YOUR GOAL:
Each line that holds the word "host" counts once; give the total for the records below and nothing else.

───

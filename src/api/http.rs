//! `reqwest` implementation of [`ChoreApi`].

use std::sync::RwLock;
use std::time::Duration;

use async_trait::async_trait;
use reqwest::{RequestBuilder, Response};
use secrecy::{ExposeSecret, SecretString};
use serde::de::DeserializeOwned;
use tracing::{debug, info, warn};

use super::ChoreApi;
use crate::error::ApiError;
use crate::model::{
    AuthResponse, Cleaner, CleanerId, Created, ErrorBody, IpResponse, NewCleaner, NewTask, Task,
    TaskCompletion, TaskId, User, Weekday,
};

/// HTTP client for the chore backend.
pub struct HttpApi {
    client: reqwest::Client,
    /// Origin without the `/api` suffix, e.g. `https://chores.example.com`.
    base_url: RwLock<String>,
}

impl HttpApi {
    pub fn new(base_url: &str, connect_timeout: Duration) -> Result<Self, ApiError> {
        let base_url = normalize_base_url(base_url)?;
        let client = reqwest::Client::builder()
            .connect_timeout(connect_timeout)
            .build()
            .map_err(|e| ApiError::Transport {
                operation: "build_client".into(),
                reason: e.to_string(),
            })?;
        Ok(Self {
            client,
            base_url: RwLock::new(base_url),
        })
    }

    pub fn base_url(&self) -> String {
        self.base_url
            .read()
            .unwrap_or_else(|e| e.into_inner())
            .clone()
    }

    /// Point subsequent calls at a different backend address.
    pub fn set_base_url(&self, url: &str) -> Result<(), ApiError> {
        let url = normalize_base_url(url)?;
        info!(base_url = %url, "API base URL set");
        *self.base_url.write().unwrap_or_else(|e| e.into_inner()) = url;
        Ok(())
    }

    fn endpoint(&self, resource: &str) -> String {
        format!("{}/api/{resource}", self.base_url())
    }

    /// Send a request and turn transport failures and non-2xx statuses into
    /// [`ApiError`]s, logging each one.
    async fn send(&self, operation: &str, request: RequestBuilder) -> Result<Response, ApiError> {
        let response = request.send().await.map_err(|e| {
            warn!(operation, error = %e, "Network error");
            ApiError::Transport {
                operation: operation.to_string(),
                reason: e.to_string(),
            }
        })?;

        let status = response.status();
        if status.is_success() {
            debug!(operation, status = status.as_u16(), "Request succeeded");
            return Ok(response);
        }

        let body = response.text().await.unwrap_or_default();
        let message = serde_json::from_str::<ErrorBody>(&body)
            .map(|b| b.error)
            .unwrap_or_else(|_| {
                status
                    .canonical_reason()
                    .unwrap_or("request failed")
                    .to_string()
            });
        warn!(operation, status = status.as_u16(), error = %message, "Backend returned an error");
        Err(ApiError::Status {
            operation: operation.to_string(),
            status: status.as_u16(),
            message,
        })
    }

    async fn decode<T: DeserializeOwned>(operation: &str, response: Response) -> Result<T, ApiError> {
        response.json::<T>().await.map_err(|e| {
            warn!(operation, error = %e, "Failed to decode response body");
            ApiError::Decode {
                operation: operation.to_string(),
                reason: e.to_string(),
            }
        })
    }
}

#[async_trait]
impl ChoreApi for HttpApi {
    async fn resolve_base_url(&self) -> Result<String, ApiError> {
        let op = "resolve_base_url";
        let resp = self.send(op, self.client.get(self.endpoint("ip"))).await?;
        let body: IpResponse = Self::decode(op, resp).await?;
        normalize_base_url(&body.ip)
    }

    async fn authenticate(&self, name: &str, password: &SecretString) -> Result<User, ApiError> {
        let op = "authenticate";
        let body = serde_json::json!({
            "name": name,
            "password": password.expose_secret(),
        });
        let resp = self
            .send(op, self.client.post(self.endpoint("authenticate")).json(&body))
            .await?;
        let auth: AuthResponse = Self::decode(op, resp).await?;
        Ok(auth.into_user(name))
    }

    async fn list_cleaners(&self) -> Result<Vec<Cleaner>, ApiError> {
        let op = "list_cleaners";
        let resp = self.send(op, self.client.get(self.endpoint("cleaners"))).await?;
        Self::decode(op, resp).await
    }

    async fn add_cleaner(&self, name: &str) -> Result<Created<Cleaner>, ApiError> {
        let op = "add_cleaner";
        let resp = self
            .send(
                op,
                self.client
                    .post(self.endpoint("cleaners"))
                    .json(&NewCleaner { name }),
            )
            .await?;
        Self::decode(op, resp).await
    }

    async fn remove_cleaner(&self, id: CleanerId) -> Result<(), ApiError> {
        self.send(
            "remove_cleaner",
            self.client
                .delete(self.endpoint("cleaners"))
                .query(&[("id", id)]),
        )
        .await?;
        Ok(())
    }

    async fn list_tasks(&self, scope: Option<CleanerId>) -> Result<Vec<Task>, ApiError> {
        let op = "list_tasks";
        let mut request = self.client.get(self.endpoint("tasks"));
        if let Some(cleaner_id) = scope {
            request = request.query(&[("cleaner_id", cleaner_id)]);
        }
        let resp = self.send(op, request).await?;
        let rows: Vec<serde_json::Value> = Self::decode(op, resp).await?;
        Ok(decode_task_rows(rows))
    }

    async fn add_task(
        &self,
        cleaner_id: CleanerId,
        day: Weekday,
        description: &str,
    ) -> Result<Created<Task>, ApiError> {
        let op = "add_task";
        let body = NewTask {
            cleaner_id,
            day,
            task: description,
        };
        let resp = self
            .send(op, self.client.post(self.endpoint("tasks")).json(&body))
            .await?;
        Self::decode(op, resp).await
    }

    async fn remove_task(&self, id: TaskId) -> Result<(), ApiError> {
        self.send(
            "remove_task",
            self.client.delete(self.endpoint("tasks")).query(&[("id", id)]),
        )
        .await?;
        Ok(())
    }

    async fn set_task_completed(&self, id: TaskId, completed: bool) -> Result<(), ApiError> {
        self.send(
            "set_task_completed",
            self.client
                .put(self.endpoint("tasks"))
                .json(&TaskCompletion { id, completed }),
        )
        .await?;
        Ok(())
    }

    fn qr_code_url(&self) -> String {
        format!(
            "{}?t={}",
            self.endpoint("qr"),
            chrono::Utc::now().timestamp_millis()
        )
    }
}

/// Decode task rows one at a time. Rows that do not parse (for example a day
/// that is not a weekday name) are logged and skipped.
fn decode_task_rows(rows: Vec<serde_json::Value>) -> Vec<Task> {
    rows.into_iter()
        .filter_map(|row| match serde_json::from_value::<Task>(row.clone()) {
            Ok(task) => Some(task),
            Err(e) => {
                warn!(error = %e, row = %row, "Skipping malformed task row");
                None
            }
        })
        .collect()
}

/// Normalize a backend address: trim whitespace, trailing slashes, and a
/// trailing `/api` segment. Only `http`/`https` are accepted.
pub fn normalize_base_url(url: &str) -> Result<String, ApiError> {
    let trimmed = url.trim().trim_end_matches('/');
    let trimmed = trimmed.strip_suffix("/api").unwrap_or(trimmed);
    let trimmed = trimmed.trim_end_matches('/');

    let rest = trimmed
        .strip_prefix("http://")
        .or_else(|| trimmed.strip_prefix("https://"));
    match rest {
        Some(host) if !host.is_empty() => Ok(trimmed.to_string()),
        _ => Err(ApiError::InvalidUrl {
            url: url.to_string(),
            reason: "expected an http(s) URL with a host".into(),
        }),
    }
}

───

TASK ANSWER:
2